6. I'm wondering if I'm manly enough all on my own to pull off wearing a Utilikilt. The answer, of course, is no. The next question is, do I care? They're just so convenient.

7. M- found out that as delicious as oyster crackers may be, and as fun as it is to share with everyone, Daddy does not find them yummy when they are shoved up his nostril while he is closing his eyes for just 5 seconds at 7 o'clock in the morning.

8. Expanding on this knowledge gained yesterday, this morning M- tried to stick a Cheerio into the Wii disc slot instead ('Cheerio' being the singular form of 'Cheerios', rather than a British greeting, which would be far less damaging to the hardware) . As a show of good faith, she then spent about 2 minutes afterwards cementing the new lesson by pointing at the slot and repeating, "No. No. No."

On further reflection, I can only hope this doesn't mean she had already shoved one in there undetected. I'll have to plug it in and eject the game to clear out any detritus.

9. I have found, after more occasions than even I would ordinarily have guessed, that nobody (so far) appreciates being compared to Jabba the Hutt in any way, even when it has nothing to do with his weight problem, and no matter how apt the comparison may be.

To each his own, I suppose.

Note: Here are the other volumes.

23 January 2008

Eyes on the prize

I have reason to believe that my daughter, M-, may be desperately trying to eat her way to a forward-facing carseat.

She is an extremely willful child, but I'm happy to say she seems to be learning that tiny balled fists being what they may, she can't scream her way to getting what she wants. So now she eats.

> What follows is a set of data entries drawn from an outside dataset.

//! Entity stores: in-memory collections mirrored to storage slots.
//!
//! Each store follows the same contract: `list` returns the current
//! entities, `add` assigns a generated id and default status, `update`
//! merges a patch, `delete` removes by id. Every mutation serializes
//! the full collection back to its slot; construction deserializes the
//! slot, falling back to empty (or seed) data when the slot is missing
//! or corrupt. Slot writes are best-effort: a failed write is logged
//! and the in-memory state stays authoritative for the session.

pub mod admissions;
pub mod appointments;
pub mod patients;

pub use admissions::AdmissionStore;
pub use appointments::{AppointmentStats, AppointmentStore};
pub use patients::{PatientStats, PatientStore};

use chrono::NaiveDate;
use serde::de::DeserializeOwned;
use serde::Serialize;
use thiserror::Error;

use crate::storage::StorageAdapter;

/// Conflict and lookup failures from store mutations. All are
/// user-facing and leave the store unchanged.
#[derive(Error, Debug)]
pub enum StoreError {
    #[error("An appointment is already booked for {date} at {time}")]
    SlotTaken { date: NaiveDate, time: String },

    #[error("Patient with this phone number or email already exists")]
    DuplicatePatient,

    #[error("Bed {bed_no} is not available")]
    BedUnavailable { bed_no: String },

    #[error("{entity} not found: {id}")]
    NotFound { entity: &'static str, id: String },
}

/// Deserialize a slot, falling back to `default` when the slot is
/// missing, unreadable, or corrupt. Failures are logged, never
/// surfaced.
pub(crate) fn load_collection<T: DeserializeOwned>(
    storage: &dyn StorageAdapter,
    slot: &str,
    default: impl FnOnce() -> Vec<T>,
) -> Vec<T> {
    match storage.read_slot(slot) {
        Ok(Some(payload)) => match serde_json::from_str(&payload) {
            Ok(items) => items,
            Err(e) => {
                tracing::warn!(slot, error = %e, "Corrupt storage slot, starting fresh");
                default()
            }
        },
        Ok(None) => default(),
        Err(e) => {
            tracing::warn!(slot, error = %e, "Failed to read storage slot, starting fresh");
            default()
        }
    }
}

/// Serialize the full collection back to its slot. Best-effort: a
/// write failure is logged and the session continues in memory.
pub(crate) fn persist_collection<T: Serialize>(
    storage: &dyn StorageAdapter,
    slot: &str,
    items: &[T],
) {
    let payload = match serde_json::to_string(items) {
        Ok(p) => p,
        Err(e) => {
            tracing::warn!(slot, error = %e, "Failed to serialize collection");
            return;
        }
    };
    if let Err(e) = storage.write_slot(slot, &payload) {
        tracing::warn!(slot, error = %e, "Failed to persist collection");
    }
}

The backstory: In the chaos and confusion of trying to install two carseats in my parents' car on our way to the airport a few weeks before M-'s first birthday, I accidentally installed her carseat facing forwards instead of backwards, as recommended before age 1 and/or 20 pounds. This didn't strike me until we started driving, but given that we didn't want to risk missing our plane and that she looked pretty safe in the seat (not like a 16-inch softball on a sack of sugar with a Jell-o neck, like during the first few months), I let her be.

I cannot do justice to the looks of wonder and unexplained giggles that frequently radiated from that seat during the magical 20-minute ride, so I won't even try.

Since we got back from our trip, she has resisted being set into her usual backward-facing seat by any means available to her, including crying and stiffening her body while arching her back. Whenever she gets a glimpse (usually upside down) of the front seat, she shouts with glee, attempting to address anyone she sees up there.

After several trips starting like this when we got back, she began eating voraciously, essentially not ceasing all day to cram anything she could find into her cry-hole. This is because shortly after we got back, she turned one, but since she was sick for over a week around that time, she is still shy of the required 20 pounds. (We plan to make her wait till she's safely over that level, but don't tell her that.)

She has been plowing through her remaining baby formula, downing jars of food, shoveling in baby cereal, and even licking her hand and dunking it into piles of grownup cereal, for more efficient stuffing of said cry-hole. It's all I can do to get in a couple hours of videogames a day.

I've just got to get her feeding herself more reliably and less messily, so I can set up the baby gate in the kitchen and leave her there with the pantry door open for a little while each day, so D- and I can read and relax..... and play more Super Paper Mario.